Facial Rejuvenation

Facial Plastic Surgery in the News

Facial Plastic Surgery What happens when a new report comes out about an aspect of plastic surgery? New York City media outlets as well as journalists and bloggers around the world go on a feeding frenzy. That was the case when JAMA Facial Plastic Surgery, an online plastic surgery archive of the American Medical Association, published a study several days ago about facial plastic surgery effectiveness.

Performed in Toronto, the study was designed to measure whether facial plastic surgery makes patients look younger and more attractive. The results were splashed across online and broadcast media. Findings were said to indicate notions like these: facial plastic surgery doesn’t make people more attractive, it may disappoint patients and, in on at least one website, it doesn’t really work.

But what did the report really say? By applying some critical thinking, what can we learn?

The study involved 50 raters (unaware of the researchers’ goals) assessing photos of 49 facial cosmetic surgery patients. The raters were asked to evaluate each patient in terms of age and attractiveness. The fact that “years saved” only averaged about three and that attractiveness ratings did not improve touched off the storm of media hoopla.

Those ratings may not indicate what you assume they do.

What “years saved” means in this context is the difference between the patients’ actual ages and the ages the raters guessed they were. So, on average, the raters guessed the patients to be three years younger than they really were after their procedure, not to look three years younger than they looked before surgery.

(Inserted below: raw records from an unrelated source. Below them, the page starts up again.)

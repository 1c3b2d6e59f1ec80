use nalgebra::{Point2, Vector2};

/// Signed area of a closed ring given by its vertices (the closing edge from the last to the first vertex is
/// implicit). Counter-clockwise rings have a positive area, clockwise rings a negative one
/// ```
/// # use rockdiff_core::geometry::signed_area;
/// # use rockdiff_core::nalgebra::Point2;
/// let square = [Point2::new(0.0, 0.0), Point2::new(1.0, 0.0), Point2::new(1.0, 1.0), Point2::new(0.0, 1.0)];
/// assert_eq!(signed_area(&square), 1.0);
/// ```
pub fn signed_area(ring: &[Point2<f64>]) -> f64 {
    if ring.len() < 3 {
        return 0.0;
    }
    let mut twice_area = 0.0;
    for (index, current) in ring.iter().enumerate() {
        let next = &ring[(index + 1) % ring.len()];
        twice_area += current.x * next.y - next.x * current.y;
    }
    twice_area / 2.0
}

/// Even-odd ray casting test. Returns true if `point` lies inside the closed ring. Points exactly on an edge may be
/// classified either way
pub fn ring_contains(ring: &[Point2<f64>], point: &Point2<f64>) -> bool {
    if ring.len() < 3 {
        return false;
    }
    let mut inside = false;
    let mut previous = &ring[ring.len() - 1];
    for current in ring {
        if (current.y > point.y) != (previous.y > point.y) {
            let crossing_x =
                current.x + (point.y - current.y) * (previous.x - current.x) / (previous.y - current.y);
            if point.x < crossing_x {
                inside = !inside;
            }
        }
        previous = current;
    }
    inside
}

/// A simple polygon in the projection plane with optional holes. Rings are stored without repeating the first
/// vertex. The exterior ring is counter-clockwise, holes are clockwise
#[derive(Debug, Clone, PartialEq)]
pub struct Polygon {
    exterior: Vec<Point2<f64>>,
    interiors: Vec<Vec<Point2<f64>>>,
}

impl Polygon {
    /// Creates a polygon without holes
    pub fn new(exterior: Vec<Point2<f64>>) -> Self {
        Self::with_holes(exterior, vec![])
    }

    /// Creates a polygon with holes. Ring orientations are normalized: the exterior becomes counter-clockwise and
    /// the holes clockwise
    pub fn with_holes(mut exterior: Vec<Point2<f64>>, mut interiors: Vec<Vec<Point2<f64>>>) -> Self {
        if signed_area(&exterior) < 0.0 {
            exterior.reverse();
        }
        for hole in interiors.iter_mut() {
            if signed_area(hole) > 0.0 {
                hole.reverse();
            }
        }
        Self {
            exterior,
            interiors,
        }
    }

    pub fn exterior(&self) -> &[Point2<f64>] {
        &self.exterior
    }

    pub fn interiors(&self) -> &[Vec<Point2<f64>>] {
        &self.interiors
    }

    /// Area enclosed by the exterior ring minus the area of all holes
    /// ```
    /// # use rockdiff_core::geometry::Polygon;
    /// # use rockdiff_core::nalgebra::Point2;
    /// let polygon = Polygon::with_holes(
    ///     vec![Point2::new(0.0, 0.0), Point2::new(4.0, 0.0), Point2::new(4.0, 4.0), Point2::new(0.0, 4.0)],
    ///     vec![vec![Point2::new(1.0, 1.0), Point2::new(2.0, 1.0), Point2::new(2.0, 2.0), Point2::new(1.0, 2.0)]],
    /// );
    /// assert_eq!(polygon.area(), 15.0);
    /// ```
    pub fn area(&self) -> f64 {
        let holes: f64 = self.interiors.iter().map(|hole| signed_area(hole).abs()).sum();
        signed_area(&self.exterior).abs() - holes
    }

    /// Returns true if `point` lies inside the exterior ring and outside of all holes
    pub fn contains(&self, point: &Point2<f64>) -> bool {
        ring_contains(&self.exterior, point)
            && !self.interiors.iter().any(|hole| ring_contains(hole, point))
    }

    /// Returns a copy of this polygon moved by `offset`
    pub fn translated(&self, offset: &Vector2<f64>) -> Polygon {
        let translate_ring =
            |ring: &[Point2<f64>]| ring.iter().map(|vertex| vertex + offset).collect::<Vec<_>>();
        Polygon {
            exterior: translate_ring(&self.exterior),
            interiors: self
                .interiors
                .iter()
                .map(|hole| translate_ring(hole))
                .collect(),
        }
    }
}
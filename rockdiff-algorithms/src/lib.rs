#![warn(clippy::all)]
//! Algorithms of the rockdiff change detection pipeline.
//!
//! The stages run in this order: [threshold] isolates significant displacements, [dbscan] groups them into
//! spatially coherent clusters and, per cluster, [alpha_shape] reconstructs the footprint boundary on which
//! [volume] integrates the displacement. [summary] builds the per-cluster report and [pipeline] chains all of it.
//! [density] derives the DBSCAN `min_points` parameter from the local point density when it is not configured.

// Alpha shape boundary reconstruction for cluster footprints, with automatic estimation of the alpha parameter.
pub mod alpha_shape;
// Monotone chain convex hull in two dimensions.
pub mod convex_hull;
// Density based clustering (DBSCAN) that is invariant to the order of the input points.
pub mod dbscan;
// Bowyer-Watson Delaunay triangulation of 2D point sets.
pub mod delaunay;
// Local point density estimation and the derived DBSCAN parameters.
pub mod density;
// The complete change detection pipeline and its configuration.
pub mod pipeline;
// Spatial indices for radius and nearest neighbour queries.
pub mod spatial_index;
// Per-cluster statistics.
pub mod summary;
// One-sided displacement threshold filter.
pub mod threshold;
// Boundary restricted triangulation and volume integration.
pub mod volume;

#[cfg(test)]
pub(crate) mod test_utils;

It’s not accurate to say the study shows facial plastic surgery turns back the clock about three years, as many in the blogosphere suggest. It shows that these 49 patients now look three years younger than their actual age. What we don’t know is how old or young they looked before surgery—they may have looked 10 years older or even 10 years younger!

The raters were also asked to assign a 1-10 attractiveness score to each patient. In this case, scores before and after surgery were compared, and for the most part patients’ scores didn’t change.

In our view, this is not surprising at all. In fact, most plastic surgeons let patients know they should not expect surgery to alter their looks dramatically. Depending on the procedure, the goal may be to rejuvenate, re-sculpt or refine, not to transform someone into a completely different person.

In adding another point of view—and yet another voice in the midst of all the buzz—we are not trying to talk anyone into having facial plastic surgery, or to discourage people from reading every bit of information that’s published. We are happy more researchers are studying what plastic surgery can and can’t deliver, and we’re glad more information is being circulated.

Our hope is that those considering plastic surgery gather all the information they can find and evaluate it with a critical eye. Then, should a prospective patient elect a procedure, we also hope she or he will judge its success based on how they feel about the change, not how someone else might “rate” them.